* SOURCE DATA
────────────────────

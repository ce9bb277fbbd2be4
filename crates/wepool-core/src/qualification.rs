//! The qualification engine.
//!
//! The decision functions are pure: they inspect a member, possibly move its
//! status forward, and report whether they did. Persisting the result is the
//! caller's job, which lets a check run inside a larger atomic change (an
//! override removal, an admin edit) as well as on its own.

use serde::{Deserialize, Serialize};
use uuid::Uuid;

use crate::{
  Error, Result,
  member::{Member, MemberKind, Status},
  store::{Changeset, MemberStore, commit_changes},
};

/// Paying direct referrals a sponsored member needs to qualify.
pub const PAYING_REFERRAL_THRESHOLD: usize = 4;

// ─── Pure decisions ──────────────────────────────────────────────────────────

/// Move a `pending` member to `yellow` once they have verified their email
/// and registered externally with a link.
///
/// Suppressed while a qualification override is active. Never demotes a
/// member already past `pending`.
pub fn yellow_check(member: &mut Member) -> bool {
  if member.is_qualification_overridden() || member.status != Status::Pending {
    return false;
  }
  if !(member.verified_email
    && member.externally_registered
    && member.has_external_link())
  {
    return false;
  }
  member.status = Status::Yellow;
  true
}

/// Whether [`sponsored_check`] could fire for this member at all, i.e.
/// whether counting its referrals is worth a query.
pub fn sponsored_candidate(member: &Member) -> bool {
  !member.is_qualification_overridden()
    && member.kind == MemberKind::Sponsored
    && matches!(member.status, Status::Pending | Status::Yellow)
}

/// Move a sponsored member to `qualified` once `paying_referrals` reaches
/// [`PAYING_REFERRAL_THRESHOLD`].
pub fn sponsored_check(member: &mut Member, paying_referrals: usize) -> bool {
  if !sponsored_candidate(member) || paying_referrals < PAYING_REFERRAL_THRESHOLD
  {
    return false;
  }
  member.status = Status::Qualified;
  true
}

/// Eligibility for administrative capability. Derived, never stored.
pub fn is_promotable(member: &Member) -> bool {
  if member.is_admin_overridden() {
    return true;
  }
  member.status == Status::Green && member.paid_for_self && member.paid_for_sponsored
}

// ─── Store-backed evaluation ─────────────────────────────────────────────────

/// Which checks fired during an [`evaluate`] pass.
#[derive(Debug, Clone, Copy, Default, PartialEq, Eq, Serialize, Deserialize)]
pub struct Evaluation {
  pub yellow:    bool,
  pub qualified: bool,
}

impl Evaluation {
  pub fn changed(&self) -> bool { self.yellow || self.qualified }
}

/// Run both checks against an in-memory member, reading its referral count
/// only when the sponsored check could fire. Does not persist.
pub async fn evaluate<S: MemberStore>(
  store: &S,
  member: &mut Member,
) -> Result<Evaluation> {
  let yellow = yellow_check(member);
  let qualified = if sponsored_candidate(member) {
    let paying = store
      .count_referrals(member.member_id, Some(MemberKind::Paying))
      .await
      .map_err(Error::store)?;
    sponsored_check(member, paying)
  } else {
    false
  };
  Ok(Evaluation { yellow, qualified })
}

async fn load<S: MemberStore>(store: &S, member_id: Uuid) -> Result<Member> {
  store
    .get_member(member_id)
    .await
    .map_err(Error::store)?
    .ok_or(Error::MemberNotFound(member_id))
}

/// Load, run the yellow check, and persist immediately if it fired.
pub async fn run_yellow_check<S: MemberStore>(
  store: &S,
  member_id: Uuid,
) -> Result<bool> {
  let mut member = load(store, member_id).await?;
  if !yellow_check(&mut member) {
    return Ok(false);
  }
  commit_changes(store, Changeset::new().member(member)).await?;
  tracing::info!(member = %member_id, "member moved to yellow");
  Ok(true)
}

/// Load, run the sponsored check, and persist immediately if it fired.
pub async fn run_sponsored_check<S: MemberStore>(
  store: &S,
  member_id: Uuid,
) -> Result<bool> {
  let mut member = load(store, member_id).await?;
  if !sponsored_candidate(&member) {
    return Ok(false);
  }
  let paying = store
    .count_referrals(member_id, Some(MemberKind::Paying))
    .await
    .map_err(Error::store)?;
  if !sponsored_check(&mut member, paying) {
    return Ok(false);
  }
  commit_changes(store, Changeset::new().member(member)).await?;
  tracing::info!(member = %member_id, paying, "sponsored member qualified");
  Ok(true)
}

────────────────────

* EXERCISE DETAILS
Copy each line of the entries that includes the word "MemberKind".

* ANSWER TO THIS PROBLEM
  member::{Member, MemberKind, Status},
    && member.kind == MemberKind::Sponsored
      .count_referrals(member.member_id, Some(MemberKind::Paying))
    .count_referrals(member_id, Some(MemberKind::Paying))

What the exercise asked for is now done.